* What you will do *
Each of the lines below must be restated exactly.

* Entries provided *

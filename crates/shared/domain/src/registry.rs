//! Slice registry for modular features.
//! This provides a minimal type-erased container for the pre-initialized feature state.

use std::any::{Any, TypeId};
use std::fmt::Debug;

/// Marker trait for feature state that can be shared across threads.
pub trait FeatureSlice: Any + Debug + Send + Sync {
    /// Helper to allow downcasting from the trait object.
    fn as_any(&self) -> &dyn Any;
}

/// A container for an initialized feature.
#[derive(Debug)]
pub struct InitializedSlice {
    pub id: TypeId,
    pub state: Box<dyn FeatureSlice>,
}

impl InitializedSlice {
    /// Create a new initialized slice from a concrete state.
    pub fn new<T: FeatureSlice>(state: T) -> Self {
        Self { id: TypeId::of::<T>(), state: Box::new(state) }
    }
}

* Problem solution *
filename crates/shared/domain/src/registry.rs
//! Slice registry for modular features.
//! This provides a minimal type-erased container for the pre-initialized feature state.

use std::any::{Any, TypeId};
use std::fmt::Debug;

/// Marker trait for feature state that can be shared across threads.
pub trait FeatureSlice: Any + Debug + Send + Sync {
    /// Helper to allow downcasting from the trait object.
    fn as_any(&self) -> &dyn Any;
}

/// A container for an initialized feature.
#[derive(Debug)]
pub struct InitializedSlice {
    pub id: TypeId,
    pub state: Box<dyn FeatureSlice>,
}

impl InitializedSlice {
    /// Create a new initialized slice from a concrete state.
    pub fn new<T: FeatureSlice>(state: T) -> Self {
        Self { id: TypeId::of::<T>(), state: Box::new(state) }
    }
}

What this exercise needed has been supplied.